Items from a data source
==*==

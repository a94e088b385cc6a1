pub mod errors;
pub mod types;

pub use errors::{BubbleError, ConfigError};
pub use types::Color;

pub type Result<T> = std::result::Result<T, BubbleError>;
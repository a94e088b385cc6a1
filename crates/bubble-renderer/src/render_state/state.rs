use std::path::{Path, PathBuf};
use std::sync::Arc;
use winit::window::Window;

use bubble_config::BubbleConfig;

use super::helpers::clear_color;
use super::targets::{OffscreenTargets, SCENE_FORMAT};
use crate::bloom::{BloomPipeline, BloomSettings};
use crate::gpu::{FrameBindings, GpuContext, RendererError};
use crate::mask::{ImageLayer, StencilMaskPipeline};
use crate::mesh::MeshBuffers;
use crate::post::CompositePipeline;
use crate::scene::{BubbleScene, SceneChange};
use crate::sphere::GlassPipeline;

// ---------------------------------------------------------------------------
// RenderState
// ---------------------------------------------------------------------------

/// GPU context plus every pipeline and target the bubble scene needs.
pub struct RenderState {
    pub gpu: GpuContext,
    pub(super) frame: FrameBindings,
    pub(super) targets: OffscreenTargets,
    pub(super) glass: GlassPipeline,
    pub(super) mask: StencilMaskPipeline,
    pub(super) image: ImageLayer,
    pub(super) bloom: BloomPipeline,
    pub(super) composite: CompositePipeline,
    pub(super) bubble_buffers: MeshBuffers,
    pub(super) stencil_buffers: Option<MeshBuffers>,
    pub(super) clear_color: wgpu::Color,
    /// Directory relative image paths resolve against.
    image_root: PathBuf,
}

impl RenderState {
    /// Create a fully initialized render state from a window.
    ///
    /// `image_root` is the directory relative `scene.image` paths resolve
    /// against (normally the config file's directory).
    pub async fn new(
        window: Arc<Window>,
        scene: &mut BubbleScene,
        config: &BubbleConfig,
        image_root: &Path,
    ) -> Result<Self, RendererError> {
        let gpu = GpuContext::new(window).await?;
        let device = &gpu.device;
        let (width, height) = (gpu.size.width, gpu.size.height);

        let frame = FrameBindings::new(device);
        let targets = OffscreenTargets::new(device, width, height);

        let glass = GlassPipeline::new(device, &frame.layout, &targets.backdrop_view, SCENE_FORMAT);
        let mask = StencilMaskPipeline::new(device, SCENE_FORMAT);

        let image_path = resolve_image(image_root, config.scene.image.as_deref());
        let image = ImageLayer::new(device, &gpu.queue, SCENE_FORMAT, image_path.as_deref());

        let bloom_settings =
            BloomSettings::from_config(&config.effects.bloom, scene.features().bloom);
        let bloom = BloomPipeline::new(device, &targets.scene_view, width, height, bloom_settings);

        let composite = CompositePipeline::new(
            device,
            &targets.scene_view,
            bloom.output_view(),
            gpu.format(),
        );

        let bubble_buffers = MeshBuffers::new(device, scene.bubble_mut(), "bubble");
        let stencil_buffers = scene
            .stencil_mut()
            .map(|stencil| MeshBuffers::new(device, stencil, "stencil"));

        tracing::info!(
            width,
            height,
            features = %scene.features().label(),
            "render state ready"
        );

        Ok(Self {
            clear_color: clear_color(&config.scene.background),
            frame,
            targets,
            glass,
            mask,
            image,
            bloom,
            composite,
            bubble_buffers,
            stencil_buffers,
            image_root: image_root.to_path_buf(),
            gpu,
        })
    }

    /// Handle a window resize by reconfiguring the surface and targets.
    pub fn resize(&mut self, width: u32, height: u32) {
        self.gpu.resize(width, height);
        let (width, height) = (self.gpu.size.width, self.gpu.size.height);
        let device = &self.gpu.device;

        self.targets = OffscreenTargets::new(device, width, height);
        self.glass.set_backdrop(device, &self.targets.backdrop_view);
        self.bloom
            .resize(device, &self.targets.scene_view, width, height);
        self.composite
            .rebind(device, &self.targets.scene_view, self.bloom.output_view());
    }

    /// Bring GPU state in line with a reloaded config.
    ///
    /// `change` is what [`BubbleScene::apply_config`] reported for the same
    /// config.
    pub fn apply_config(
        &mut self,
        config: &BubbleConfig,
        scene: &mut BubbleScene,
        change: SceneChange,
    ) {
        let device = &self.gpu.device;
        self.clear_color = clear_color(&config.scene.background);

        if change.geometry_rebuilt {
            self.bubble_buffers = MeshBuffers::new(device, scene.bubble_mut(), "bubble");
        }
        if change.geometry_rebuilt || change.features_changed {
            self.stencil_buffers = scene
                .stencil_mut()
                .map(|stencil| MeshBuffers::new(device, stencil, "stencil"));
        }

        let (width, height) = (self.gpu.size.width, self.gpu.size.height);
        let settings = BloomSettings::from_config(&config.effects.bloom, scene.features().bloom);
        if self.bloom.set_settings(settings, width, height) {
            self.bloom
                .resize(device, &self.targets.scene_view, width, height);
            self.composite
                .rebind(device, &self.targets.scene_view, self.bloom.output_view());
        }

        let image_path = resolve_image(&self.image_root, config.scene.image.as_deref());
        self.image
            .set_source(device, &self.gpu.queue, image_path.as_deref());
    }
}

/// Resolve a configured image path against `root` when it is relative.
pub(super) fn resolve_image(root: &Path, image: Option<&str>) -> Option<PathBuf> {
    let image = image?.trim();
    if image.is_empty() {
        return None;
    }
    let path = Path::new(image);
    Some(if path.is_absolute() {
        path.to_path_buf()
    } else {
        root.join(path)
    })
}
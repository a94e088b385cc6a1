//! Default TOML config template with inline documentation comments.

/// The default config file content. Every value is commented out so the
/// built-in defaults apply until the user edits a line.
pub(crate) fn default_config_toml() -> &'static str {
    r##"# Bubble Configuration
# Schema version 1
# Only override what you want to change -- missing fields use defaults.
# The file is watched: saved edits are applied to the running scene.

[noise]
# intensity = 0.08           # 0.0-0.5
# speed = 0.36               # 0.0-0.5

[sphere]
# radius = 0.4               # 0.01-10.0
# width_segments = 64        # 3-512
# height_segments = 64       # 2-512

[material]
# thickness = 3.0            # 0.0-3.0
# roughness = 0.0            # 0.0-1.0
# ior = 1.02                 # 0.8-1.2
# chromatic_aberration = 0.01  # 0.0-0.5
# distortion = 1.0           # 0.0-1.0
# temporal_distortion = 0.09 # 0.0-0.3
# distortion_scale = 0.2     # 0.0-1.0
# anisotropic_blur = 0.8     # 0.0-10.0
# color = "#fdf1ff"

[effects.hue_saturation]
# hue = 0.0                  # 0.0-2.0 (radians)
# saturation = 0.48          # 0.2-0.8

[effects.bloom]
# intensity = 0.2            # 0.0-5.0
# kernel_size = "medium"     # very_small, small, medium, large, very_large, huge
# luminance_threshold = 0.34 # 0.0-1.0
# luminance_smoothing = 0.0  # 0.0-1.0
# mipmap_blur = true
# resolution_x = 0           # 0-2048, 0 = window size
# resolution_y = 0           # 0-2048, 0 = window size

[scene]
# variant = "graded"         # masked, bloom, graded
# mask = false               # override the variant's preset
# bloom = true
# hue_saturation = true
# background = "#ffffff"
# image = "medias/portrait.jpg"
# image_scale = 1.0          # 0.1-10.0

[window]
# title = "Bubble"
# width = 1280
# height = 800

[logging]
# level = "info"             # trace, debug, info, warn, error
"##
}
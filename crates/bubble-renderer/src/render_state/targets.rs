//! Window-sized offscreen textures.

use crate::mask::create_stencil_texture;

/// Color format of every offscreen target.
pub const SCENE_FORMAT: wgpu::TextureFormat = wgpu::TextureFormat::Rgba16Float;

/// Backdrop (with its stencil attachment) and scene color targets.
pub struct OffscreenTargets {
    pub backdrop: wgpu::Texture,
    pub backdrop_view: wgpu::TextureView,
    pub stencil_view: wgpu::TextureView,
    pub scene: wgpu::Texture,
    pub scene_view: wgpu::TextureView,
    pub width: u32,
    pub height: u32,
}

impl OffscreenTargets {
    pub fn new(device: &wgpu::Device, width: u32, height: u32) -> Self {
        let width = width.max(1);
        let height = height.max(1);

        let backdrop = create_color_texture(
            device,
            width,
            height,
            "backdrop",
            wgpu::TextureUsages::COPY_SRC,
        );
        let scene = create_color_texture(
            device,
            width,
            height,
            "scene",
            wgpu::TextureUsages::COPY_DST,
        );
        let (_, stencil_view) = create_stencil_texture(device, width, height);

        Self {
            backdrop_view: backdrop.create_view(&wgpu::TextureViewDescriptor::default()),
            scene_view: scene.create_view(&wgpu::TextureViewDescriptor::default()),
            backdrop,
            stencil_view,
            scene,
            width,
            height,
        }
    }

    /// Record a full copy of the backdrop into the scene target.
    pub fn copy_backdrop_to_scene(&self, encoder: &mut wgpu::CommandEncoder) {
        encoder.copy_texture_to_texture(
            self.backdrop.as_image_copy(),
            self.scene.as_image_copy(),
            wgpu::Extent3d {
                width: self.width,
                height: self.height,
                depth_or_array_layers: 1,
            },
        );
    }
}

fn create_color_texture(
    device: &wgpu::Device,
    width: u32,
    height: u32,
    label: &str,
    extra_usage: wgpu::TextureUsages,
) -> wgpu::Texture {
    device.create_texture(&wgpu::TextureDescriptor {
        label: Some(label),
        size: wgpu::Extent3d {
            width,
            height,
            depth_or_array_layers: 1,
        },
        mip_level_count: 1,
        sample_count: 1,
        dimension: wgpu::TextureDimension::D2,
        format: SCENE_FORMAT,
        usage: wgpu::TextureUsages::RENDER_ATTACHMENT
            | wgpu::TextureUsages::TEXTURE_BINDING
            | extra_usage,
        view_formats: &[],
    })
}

==*==

■ **PROBLEM**
Begin with the first line of the records and reproduce each line as is, ending with the line that holds "use bubble_config::BubbleConfig;".

■ **ANSWER SPACE**
repository a94e088b385cc6a1
pub mod errors;
pub mod types;

pub use errors::{BubbleError, ConfigError};
pub use types::Color;

pub type Result<T> = std::result::Result<T, BubbleError>;
repository a94e088b385cc6a1
filename crates/bubble-renderer/src/render_state/state.rs
use std::path::{Path, PathBuf};
use std::sync::Arc;
use winit::window::Window;

use bubble_config::BubbleConfig;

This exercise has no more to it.